In @douglascofferi example that would be observing judgment for changes.

Is it possible? Cheers!! 😄

benoror avatar Dec 30 '16 17:12 benoror

@benoror When you say "observing the whole fragment for internal changes", what exactly do you mean? When the fragment becomes dirty/clean? When values are updated? When new changes are pushed in from the server? It sounds like all of the above?

I typically try to observe individual properties that I'm dependant on, rather than trying create an observer for every change that could be made.

Maybe you could tell me a little more about your use case.

workmanw avatar Dec 30 '16 19:12 workmanw

Hi @workmanw, thanks for asking. I meant "When values are updated". My use case is more or less like this:

I have several objects (fragments) with a bunch (lots!) of different properties (keys). Those are rendered dynamically using ember-formly.

It would be overkill & tiresome to create computed properties/observers for every property, thus I would like to be able to detect any internal change.

Hope that clarify my intentions.

Cheers and happy new year! 🎉 👏

benoror avatar Jan 01 '17 02:01 benoror

@benoror you should be able to use a combination of the fields property and dynamically defined properties as a solution

jakesjews avatar Jan 01 '17 23:01 jakesjews

@jakesjews thanks for the info! The second article is indeed interesting, although more inclined towards collections (arrays).

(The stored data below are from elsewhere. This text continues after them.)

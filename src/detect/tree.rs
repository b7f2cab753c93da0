//! Bounded directory tree rendering for prompt context.

use std::fs;
use std::path::Path;

use super::files::{is_skipped_dir, IgnoreSet};

/// Entries listed per directory before eliding the rest.
const MAX_ENTRIES: usize = 25;

/// Render the tree under `root` to `depth` levels. Directories are listed
/// before files, each group sorted by name.
pub fn render_tree(root: &Path, ignore: &IgnoreSet, depth: usize) -> String {
    let name = root
        .file_name()
        .map(|n| n.to_string_lossy().into_owned())
        .unwrap_or_else(|| ".".to_string());
    let mut out = format!("{}/\n", name);
    render_dir(root, root, ignore, depth, "", &mut out);
    out
}

fn render_dir(root: &Path, dir: &Path, ignore: &IgnoreSet, depth: usize, prefix: &str, out: &mut String) {
    if depth == 0 {
        return;
    }
    let Ok(read) = fs::read_dir(dir) else {
        return;
    };

    let mut dirs = Vec::new();
    let mut files = Vec::new();
    for entry in read.flatten() {
        let path = entry.path();
        let name = entry.file_name().to_string_lossy().into_owned();
        let Ok(file_type) = entry.file_type() else {
            continue;
        };
        if file_type.is_dir() {
            if is_skipped_dir(&name) || ignore.is_ignored(root, &path) {
                continue;
            }
            dirs.push((name, path));
        } else if !ignore.is_ignored(root, &path) {
            files.push((name, path));
        }
    }
    dirs.sort();
    files.sort();

    let total = dirs.len() + files.len();
    let entries: Vec<(String, bool, std::path::PathBuf)> = dirs
        .into_iter()
        .map(|(n, p)| (n, true, p))
        .chain(files.into_iter().map(|(n, p)| (n, false, p)))
        .take(MAX_ENTRIES)
        .collect();
    let shown = entries.len();

    for (i, (name, is_dir, path)) in entries.into_iter().enumerate() {
        let last = i + 1 == shown && shown == total;
        let (branch, indent) = if last { ("└── ", "    ") } else { ("├── ", "│   ") };
        if is_dir {
            out.push_str(&format!("{}{}{}/\n", prefix, branch, name));
            render_dir(root, &path, ignore, depth - 1, &format!("{}{}", prefix, indent), out);
        } else {
            out.push_str(&format!("{}{}{}\n", prefix, branch, name));
        }
    }

    if shown < total {
        out.push_str(&format!("{}└── ... ({} more)\n", prefix, total - shown));
    }
}

#[cfg(test)]
mod tests {
    use super::*;
    use tempfile::TempDir;

    #[test]
    fn test_render_tree() {
        let temp = TempDir::new().unwrap();
        fs::create_dir_all(temp.path().join("src/nested")).unwrap();
        fs::create_dir_all(temp.path().join("node_modules/x")).unwrap();
        fs::write(temp.path().join("src/main.rs"), "").unwrap();
        fs::write(temp.path().join("src/nested/deep.rs"), "").unwrap();
        fs::write(temp.path().join("README.md"), "").unwrap();

        let tree = render_tree(temp.path(), &IgnoreSet::default(), 2);
        let body: Vec<&str> = tree.lines().skip(1).collect();
        assert_eq!(
            body,
            vec![
                "├── src/",
                "│   ├── nested/",
                "│   └── main.rs",
                "└── README.md",
            ]
        );
        assert!(!tree.contains("node_modules"));
        assert!(!tree.contains("deep.rs"));
    }

    #[test]
    fn test_elides_long_directories() {
        let temp = TempDir::new().unwrap();
        for i in 0..30 {
            fs::write(temp.path().join(format!("f{:02}.txt", i)), "").unwrap();
        }
        let tree = render_tree(temp.path(), &IgnoreSet::default(), 1);
        assert!(tree.contains("f24.txt"));
        assert!(!tree.contains("f25.txt"));
        assert!(tree.contains("... (5 more)"));
    }
}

For plain objects/fragments I was thinking about using raw observers:

  init() {
    this._super();

    // fragment instance object, not model
    // although 'fields' property from Model might be used as well
    let fragment = get(this, 'fragment');

    fragment.eachAttribute((key) => {
      fragment.addObserver(key, function() {
        // trigger stuff
      });
    });
  },

But since it's an anti-pattern it can potentially lead to unexpected behaviours. Thoughts?

benoror avatar Jan 04 '17 06:01 benoror

@benoror I think you could also use defineProperty inside the fragment itself to create a single computed property with something like

init() {
  this._super();
  let keys = [];
  this.eachAttribute((key) => {
    keys.push(key);
  }
  keys.push(function() {
    // code here
  });

  // also works with addObserver
  Ember.defineProperty(this, 'propertyName', Ember.computed(keys))
}

jakesjews avatar Jan 23 '17 01:01 jakesjews

I'm seeing this issue too. I tried defineProperty, but it seems to be the same as using computed. Is there any way to get this to work?